Objectives: To investigate the active ingredients in Hedyotis diffusa-Scutellaria barbata D. Don and the main biological processes and signaling pathways mediating their inhibitory effect on primary hepatocellular carcinoma (HCC).

Methods: The core intersecting genes of HCC and the two drugs were screened from TCMSP, Uniport, Genecards, and String databases using Cytoscape software, and GO and KEGG enrichment analyses of the intersecting genes were conducted. Molecular docking between the active ingredients of the drugs and the core genes was carried out using Pubcham, RCSB and Autoduckto to identify the active ingredients with the highest binding energy, whose inhibitory effect on HepG2 cells was verifies using CCK-8 assay, flow cytometry and Western blotting.

Results: TP53 and ESR1 were identified as the core genes of HCC and the two drugs.

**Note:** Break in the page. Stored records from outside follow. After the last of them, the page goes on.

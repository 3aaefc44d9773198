//! In-memory account directory for tests and local development.

use std::collections::HashMap;
use std::sync::atomic::{AtomicBool, AtomicUsize, Ordering};

use async_trait::async_trait;
use tokio::sync::RwLock;
use uuid::Uuid;

use super::{Account, AccountDirectory, AccountPolicy};
use crate::error::{SyncError, SyncResult};
use crate::models::Library;

/// In-memory directory.
///
/// Counts creations and policy writes, and can be told to fail writes so
/// tests can observe what the engine leaves behind.
#[derive(Debug, Default)]
pub struct InMemoryAccountDirectory {
    accounts: RwLock<HashMap<Uuid, Account>>,
    passwords: RwLock<HashMap<Uuid, String>>,
    libraries: RwLock<Vec<Library>>,
    creates: AtomicUsize,
    policy_writes: AtomicUsize,
    fail_writes: AtomicBool,
}

impl InMemoryAccountDirectory {
    #[must_use]
    pub fn new() -> Self {
        Self::default()
    }

    /// Directory with the given libraries defined.
    #[must_use]
    pub fn with_libraries(libraries: Vec<Library>) -> Self {
        Self {
            libraries: RwLock::new(libraries),
            ..Self::default()
        }
    }

    /// Insert an account directly, bypassing creation.
    pub async fn insert(&self, account: Account) {
        self.accounts.write().await.insert(account.id, account);
    }

    /// Delete an account.
    pub async fn remove(&self, id: Uuid) -> Option<Account> {
        self.accounts.write().await.remove(&id)
    }

    pub async fn all(&self) -> Vec<Account> {
        self.accounts.read().await.values().cloned().collect()
    }

    pub async fn password(&self, id: Uuid) -> Option<String> {
        self.passwords.read().await.get(&id).cloned()
    }

    /// Number of successful `create` calls.
    pub fn create_count(&self) -> usize {
        self.creates.load(Ordering::SeqCst)
    }

    /// Number of successful `update_policy` calls.
    pub fn policy_write_count(&self) -> usize {
        self.policy_writes.load(Ordering::SeqCst)
    }

    /// Make every subsequent write fail.
    pub fn fail_writes(&self, fail: bool) {
        self.fail_writes.store(fail, Ordering::SeqCst);
    }

    fn check_writable(&self, account_id: Uuid) -> SyncResult<()> {
        if self.fail_writes.load(Ordering::SeqCst) {
            return Err(SyncError::AccountUpdate {
                account_id,
                reason: "directory unavailable".to_string(),
            });
        }
        Ok(())
    }
}

#[async_trait]
impl AccountDirectory for InMemoryAccountDirectory {
    async fn find_by_id(&self, id: Uuid) -> SyncResult<Option<Account>> {
        Ok(self.accounts.read().await.get(&id).cloned())
    }

    async fn find_by_name(&self, name: &str) -> SyncResult<Option<Account>> {
        let wanted = name.to_lowercase();
        Ok(self
            .accounts
            .read()
            .await
            .values()
            .find(|a| a.name.to_lowercase() == wanted)
            .cloned())
    }

    async fn create(&self, name: &str, password: &str) -> SyncResult<Account> {
        if self.fail_writes.load(Ordering::SeqCst) {
            return Err(SyncError::AccountCreation {
                name: name.to_string(),
                reason: "directory unavailable".to_string(),
            });
        }

        let mut accounts = self.accounts.write().await;
        let wanted = name.to_lowercase();
        if accounts.values().any(|a| a.name.to_lowercase() == wanted) {
            return Err(SyncError::AccountCreation {
                name: name.to_string(),
                reason: "name already taken".to_string(),
            });
        }

        let account = Account {
            id: Uuid::new_v4(),
            name: name.to_string(),
            policy: AccountPolicy::default(),
        };
        accounts.insert(account.id, account.clone());
        self.passwords
            .write()
            .await
            .insert(account.id, password.to_string());
        self.creates.fetch_add(1, Ordering::SeqCst);
        Ok(account)
    }

    async fn rename(&self, id: Uuid, name: &str) -> SyncResult<()> {
        self.check_writable(id)?;
        let mut accounts = self.accounts.write().await;
        let account = accounts.get_mut(&id).ok_or_else(|| SyncError::AccountUpdate {
            account_id: id,
            reason: "account not found".to_string(),
        })?;
        account.name = name.to_string();
        Ok(())
    }

    async fn update_policy(&self, id: Uuid, policy: &AccountPolicy) -> SyncResult<()> {
        self.check_writable(id)?;
        let mut accounts = self.accounts.write().await;
        let account = accounts.get_mut(&id).ok_or_else(|| SyncError::AccountUpdate {
            account_id: id,
            reason: "account not found".to_string(),
        })?;
        account.policy = policy.clone();
        self.policy_writes.fetch_add(1, Ordering::SeqCst);
        Ok(())
    }

    async fn libraries(&self) -> SyncResult<Vec<Library>> {
        Ok(self.libraries.read().await.clone())
    }
}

GO and KEGG analyses showed that the two genes were mainly involved in regulation of apoptotic signaling pathway, cell population proliferation, methane raft, and protein kinase activity, and participated in the signaling pathways of apoptosis, proteoglycans in cancer, PI3K Akt signaling pathway, and hepatitis B. Molecular docking studies showed that the active ingredients of the drugs could be docked with TP53 and ESR1 genes under natural conditions, and ursolic acid had the highest binding energy to ESR1 (-4.98 kcal/mol). The results of CCK-8 assay, flow cytometry and Western blotting all demonstrated significant inhibitory effect of ursolic acid on HepG2 cells.

Conclusions: The inhibitory effect of Hedyotis diffusa-scutellariae barbatae on HCC is mediated by multiple active ingredients in the two drugs.